### [Prompt]
Repeat exactly the line containing "were read in." and every line after it in the entries, and nothing besides.

(Data for this task Opens)

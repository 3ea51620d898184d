//! Grouping of a facility's species by family name.

use indexmap::IndexMap;

/// Key used when a species has no resolvable family.
pub const UNKNOWN_FAMILY: &str = "Unknown";

/// Group `(family_name, common_name)` pairs into `family -> [common names]`.
///
/// Families appear in first-encounter order and names keep their input order,
/// so the result mirrors the order the species were read in.
pub fn group_by_family<'a, I>(species: I) -> IndexMap<String, Vec<String>>
where
    I: IntoIterator<Item = (Option<&'a str>, &'a str)>,
{
    let mut grouped: IndexMap<String, Vec<String>> = IndexMap::new();
    for (family, common_name) in species {
        grouped
            .entry(family.unwrap_or(UNKNOWN_FAMILY).to_string())
            .or_default()
            .push(common_name.to_string());
    }
    grouped
}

(Data for this task Closes)

### [Exercise solution]
/// so the result mirrors the order the species were read in.
pub fn group_by_family<'a, I>(species: I) -> IndexMap<String, Vec<String>>
where
    I: IntoIterator<Item = (Option<&'a str>, &'a str)>,
{
    let mut grouped: IndexMap<String, Vec<String>> = IndexMap::new();
    for (family, common_name) in species {
        grouped
            .entry(family.unwrap_or(UNKNOWN_FAMILY).to_string())
            .or_default()
            .push(common_name.to_string());
    }
    grouped
}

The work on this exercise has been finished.